Baghdadi announced a merger of ISI and al Nusra, calling the new group the Islamic State of Iraq and the Levant (ISIS). [“al-Sham” is Arabic for the Levant] In effect Baghdadi was unilaterally establishing himself as the leader of both organizations (ISI and al Nusra), now merged into one. The announcement surprised both Zawahiri [by now the leader of al Qaeda] and Jawlani. Neither of them had signed off on the decision, and neither was enthusiastic about it. Al Nusra immediately announced its allegiance to Zawahiri and al Qaeda Central, placing al Nusra and ISIS in direct confrontation.

Zawahiri tried to overrule Baghdadi, but the latter said he had “many legal and methodological reservations” about the former’s argument, which was as polite disagreement as they were ever going to have. ISIS grew quickly, recruiting all over the countryside, often out of the ranks of its rebel competitors, and attracting unprecedented numbers of foreign fighters. Al Qaeda disavowed ISIS in February 2014, and ISIS responded by assassinating Zawahiri’s emissary in Syria, who had been trying to resolve the dispute. ISIS’s spokesman derisively asked Zawahiri why they should model itself on a failed organization. “We await your wise reply,” he said, twisting the knife.

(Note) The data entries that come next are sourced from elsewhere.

//! Position encoding: the analysis works in byte columns, LSP clients default
//! to UTF-16 code units.

use tidal_intel::text::clamp_col;
use tidal_intel::{Position as SrcPosition, Range as SrcRange, SourceText};
use tower_lsp::lsp_types::{ClientCapabilities, Position, PositionEncodingKind, Range};

#[derive(Debug, Clone, Copy, PartialEq, Eq, Default)]
pub enum Encoding {
    #[default]
    Utf16,
    Utf8,
}

impl Encoding {
    /// UTF-8 when the client offers it, else the mandatory UTF-16.
    pub fn negotiate(capabilities: &ClientCapabilities) -> Self {
        let offered = capabilities
            .general
            .as_ref()
            .and_then(|general| general.position_encodings.as_ref());
        match offered {
            Some(kinds) if kinds.contains(&PositionEncodingKind::UTF8) => Encoding::Utf8,
            _ => Encoding::Utf16,
        }
    }

    pub fn kind(self) -> PositionEncodingKind {
        match self {
            Encoding::Utf8 => PositionEncodingKind::UTF8,
            Encoding::Utf16 => PositionEncodingKind::UTF16,
        }
    }

    /// Client column on `line` to a byte column.  A column inside a surrogate
    /// pair rounds up to the next character.
    pub fn to_byte(self, line: &str, column: u32) -> u32 {
        if self == Encoding::Utf8 {
            return column;
        }
        let mut units = 0;
        for (i, c) in line.char_indices() {
            if units >= column {
                return i as u32;
            }
            units += c.len_utf16() as u32;
        }
        line.len() as u32
    }

    /// Byte column on `line` to a client column.
    pub fn from_byte(self, line: &str, column: u32) -> u32 {
        if self == Encoding::Utf8 {
            return column;
        }
        let column = clamp_col(line, column as usize);
        line[..column].encode_utf16().count() as u32
    }
}

/// One document's text paired with the negotiated encoding.
#[derive(Debug, Clone, Copy)]
pub struct LineIndex<'t> {
    text: &'t str,
    encoding: Encoding,
}

impl<'t> LineIndex<'t> {
    pub fn new(text: &'t str, encoding: Encoding) -> Self {
        Self { text, encoding }
    }

    pub fn position(&self, pos: Position) -> SrcPosition {
        let line = self.text.line_text(pos.line);
        SrcPosition::new(pos.line, self.encoding.to_byte(line, pos.character))
    }

    pub fn lsp_position(&self, pos: SrcPosition) -> Position {
        let line = self.text.line_text(pos.line);
        Position::new(pos.line, self.encoding.from_byte(line, pos.character))
    }

    pub fn lsp_range(&self, range: SrcRange) -> Range {
        Range::new(self.lsp_position(range.start), self.lsp_position(range.end))
    }
}

#[cfg(test)]
mod tests {
    use super::*;
    use tower_lsp::lsp_types::GeneralClientCapabilities;

    const LINE: &str = "print(\"héllo\") workspace.Gr";

    #[test]
    fn utf16_columns_map_to_bytes_and_back() {
        let enc = Encoding::Utf16;
        // `é` is two bytes but one UTF-16 unit.
        assert_eq!(enc.to_byte(LINE, 27), 28);
        assert_eq!(enc.to_byte(LINE, 8), 8);
        assert_eq!(enc.to_byte(LINE, 9), 10);
        assert_eq!(enc.from_byte(LINE, 28), 27);
        assert_eq!(enc.from_byte(LINE, 10), 9);
        assert_eq!(enc.to_byte(LINE, 99), LINE.len() as u32);
    }

    #[test]
    fn surrogate_pairs_count_twice() {
        let line = "a😀b";
        let enc = Encoding::Utf16;
        assert_eq!(enc.to_byte(line, 3), 5);
        assert_eq!(enc.from_byte(line, 5), 3);
        assert_eq!(enc.to_byte(line, 2), 5);
    }

    #[test]
    fn utf8_passes_through() {
        assert_eq!(Encoding::Utf8.to_byte(LINE, 28), 28);
        assert_eq!(Encoding::Utf8.from_byte(LINE, 28), 28);
    }

    #[test]
    fn negotiation_prefers_utf8_when_offered() {
        assert_eq!(Encoding::negotiate(&ClientCapabilities::default()), Encoding::Utf16);
        let caps = ClientCapabilities {
            general: Some(GeneralClientCapabilities {
                position_encodings: Some(vec![PositionEncodingKind::UTF16, PositionEncodingKind::UTF8]),
                ..Default::default()
            }),
            ..Default::default()
        };
        assert_eq!(Encoding::negotiate(&caps), Encoding::Utf8);
        assert_eq!(Encoding::negotiate(&caps).kind(), PositionEncodingKind::UTF8);
    }

    #[test]
    fn line_index_converts_per_line() {
        let text = format!("local x = 1\n{LINE}");
        let index = LineIndex::new(&text, Encoding::Utf16);
        assert_eq!(index.position(Position::new(1, 27)), SrcPosition::new(1, 28));
        let range = SrcRange::new(SrcPosition::new(1, 26), SrcPosition::new(1, 28));
        assert_eq!(index.lsp_range(range), Range::new(Position::new(1, 25), Position::new(1, 27)));
    }
}
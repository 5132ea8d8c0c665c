use tower_lsp::{LspService, Server};

mod backend;
mod config;
mod encoding;
mod loader;
mod logging;
mod workspace;

use backend::Backend;

#[tokio::main]
async fn main() {
    let stdin = tokio::io::stdin();
    let stdout = tokio::io::stdout();
    let (service, socket) = LspService::new(Backend::new);
    Server::new(stdin, stdout, socket).serve(service).await;
}
//! Validated descriptors for classes, members and enums.
//!
//! These are built once from the raw dump (see [`crate::dump`]) and never
//! mutated afterwards.  Type references (`value_type`, `return_type`,
//! `superclass`) are plain names: resolving them may fail, which callers treat
//! as "stop here" rather than as an error.

use std::collections::BTreeSet;

// ── Member kinds ──────────────────────────────────────────────────────────

#[derive(Debug, Clone, Copy, PartialEq, Eq, Hash)]
pub enum MemberKind {
    Property,
    /// `Function` in the dump.
    Method,
    Event,
    Callback,
    /// Anything the dump labels with a member type we do not recognise.
    Field,
}

impl MemberKind {
    pub(crate) fn from_dump(member_type: &str) -> Self {
        match member_type {
            "Property" => MemberKind::Property,
            "Function" | "Method" => MemberKind::Method,
            "Event" => MemberKind::Event,
            "Callback" => MemberKind::Callback,
            _ => MemberKind::Field,
        }
    }

    pub fn label(self) -> &'static str {
        match self {
            MemberKind::Property => "Property",
            MemberKind::Method => "Method",
            MemberKind::Event => "Event",
            MemberKind::Callback => "Callback",
            MemberKind::Field => "Field",
        }
    }
}

// ── Security ──────────────────────────────────────────────────────────────

/// Access levels for reading and writing a member.
///
/// `None` (the level name, not the absence of one) means unrestricted.  A dump
/// entry without any security descriptor is treated the same way.
#[derive(Debug, Clone, PartialEq, Eq)]
pub struct Security {
    pub read: String,
    pub write: String,
}

pub const OPEN_SECURITY: &str = "None";

impl Default for Security {
    fn default() -> Self {
        Self {
            read: OPEN_SECURITY.to_string(),
            write: OPEN_SECURITY.to_string(),
        }
    }
}

impl Security {
    pub fn is_open_read(&self) -> bool {
        self.read == OPEN_SECURITY
    }
}

// ── Members ───────────────────────────────────────────────────────────────

#[derive(Debug, Clone, PartialEq, Eq)]
pub struct Parameter {
    pub name: String,
    pub type_name: String,
    pub optional: bool,
}

#[derive(Debug, Clone, PartialEq, Eq)]
pub struct MemberDescriptor {
    pub name: String,
    pub kind: MemberKind,
    /// Property type.
    pub value_type: Option<String>,
    /// Method / callback return type.
    pub return_type: Option<String>,
    pub parameters: Vec<Parameter>,
    pub tags: BTreeSet<String>,
    pub security: Security,
}

impl MemberDescriptor {
    /// The type this member evaluates to when used as a chain segment.
    pub fn resolved_type(&self) -> Option<&str> {
        self.value_type
            .as_deref()
            .or(self.return_type.as_deref())
    }

    pub fn has_tag(&self, tag: &str) -> bool {
        self.tags.contains(tag)
    }

    pub fn is_deprecated(&self) -> bool {
        self.has_tag("Deprecated")
    }

    pub fn is_open_read(&self) -> bool {
        self.security.is_open_read()
    }

    /// `name: Type, other: Type?` as shown in signatures.
    pub fn parameter_list(&self) -> String {
        self.parameters
            .iter()
            .map(|p| {
                let opt = if p.optional && !p.type_name.ends_with('?') { "?" } else { "" };
                format!("{}: {}{}", p.name, p.type_name, opt)
            })
            .collect::<Vec<_>>()
            .join(", ")
    }

    /// A one-line Luau-ish rendering of the member, used for details and hovers.
    pub fn signature(&self, owner: &str) -> String {
        match self.kind {
            MemberKind::Property | MemberKind::Field => format!(
                "{owner}.{}: {}",
                self.name,
                self.value_type.as_deref().unwrap_or("any")
            ),
            MemberKind::Method | MemberKind::Callback => format!(
                "{owner}:{}({}): {}",
                self.name,
                self.parameter_list(),
                self.return_type.as_deref().unwrap_or("()")
            ),
            MemberKind::Event => format!("{owner}.{}: RBXScriptSignal", self.name),
        }
    }
}

// ── Classes ───────────────────────────────────────────────────────────────

#[derive(Debug, Clone, PartialEq, Eq)]
pub struct ClassDescriptor {
    pub name: String,
    /// Display only: member resolution never walks up to the superclass.
    pub superclass: Option<String>,
    pub members: Vec<MemberDescriptor>,
    pub tags: BTreeSet<String>,
}

impl ClassDescriptor {
    pub fn has_tag(&self, tag: &str) -> bool {
        self.tags.contains(tag)
    }

    pub fn is_service(&self) -> bool {
        self.has_tag("Service")
    }

    /// Whether `Instance.new(name)` is legal for this class.
    pub fn is_creatable(&self) -> bool {
        !self.has_tag("NotCreatable") && !self.is_service()
    }

    /// Exact-name lookup, falling back to a case-insensitive match.
    pub fn member(&self, name: &str) -> Option<&MemberDescriptor> {
        self.members
            .iter()
            .find(|m| m.name == name)
            .or_else(|| self.members.iter().find(|m| m.name.eq_ignore_ascii_case(name)))
    }

    /// Exact-name lookup only.
    pub fn member_exact(&self, name: &str) -> Option<&MemberDescriptor> {
        self.members.iter().find(|m| m.name == name)
    }

    pub fn open_read_members(&self) -> impl Iterator<Item = &MemberDescriptor> {
        self.members.iter().filter(|m| m.is_open_read())
    }
}

// ── Enums ─────────────────────────────────────────────────────────────────

#[derive(Debug, Clone, PartialEq, Eq)]
pub struct EnumItem {
    pub name: String,
    pub value: i64,
    pub tags: BTreeSet<String>,
}

impl EnumItem {
    pub fn is_deprecated(&self) -> bool {
        self.tags.contains("Deprecated")
    }
}

#[derive(Debug, Clone, PartialEq, Eq)]
pub struct EnumDescriptor {
    pub name: String,
    pub items: Vec<EnumItem>,
}

impl EnumDescriptor {
    pub fn item(&self, name: &str) -> Option<&EnumItem> {
        self.items.iter().find(|i| i.name == name)
    }
}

IS_insurgents,_Anbar_Province,_Iraq
ISIS was making progress in Iraq, too, by allying itself with many of the Sunni tribes Maliki had alienated. Its blitzkrieg victories surprised everyone. In less than a year, it won Raqqa, its new Syrian capital, the surrounding area, and then Mosul, Iraq’s second largest city. ISIS pushed further, even into Kurdish territory, inflicting defeats on the vaunted peshmerga (“those who face death”). In August they surrounded fleeing Yazidis (who practice an old mélange of different religious traditions; ISIS considers them infidels) on Iraq’s Mt. Sinjar. It is here, finally, that the Obama Administration decided to intervene—but only if Nouri al-Maliki stepped down. By this point even Iran agreed that Maliki had to resign, and when he did America embarked upon a campaign that continues to the present.ISIS responded by beheading an American hostage named James Foley. It broadcasted the execution to the world, and this won them as much attention in the West as any of their military victories. ISIS was carefully following a strategy known as “paying the price,” which calls, Stern and Berger note, for responding “to any hint of aggression with extreme violence.” The strategy came from a book called The Management of Savagery, and the book explains, as much as any text, how ISIS was able to expand and conquer. “The hostages,” it recommends, “should be liquidated in a terrifying manner, which will send fear into the hearts of the enemy and his supporters.”Its author is known pseudonymously as Abu Bakr Naji. The Management of Savagery was posted online in 2004 and had a tremendous influence on Abu Musab al-Zarqawi and his successors. As Stern and Berger explain,
The Management of Savagery was a compilation of lessons learned from previous jihadist failures, as well as an advancement in thinking about the movement’s future direction. …Al Naji recommended drawing the United States into a continual series of conflicts in the Middle East to destroy its image of invincibility, and he endorsed an embrace and wide broadcast of unvarnished violence as a tool to motivate would-be recruits and demoralize enemies.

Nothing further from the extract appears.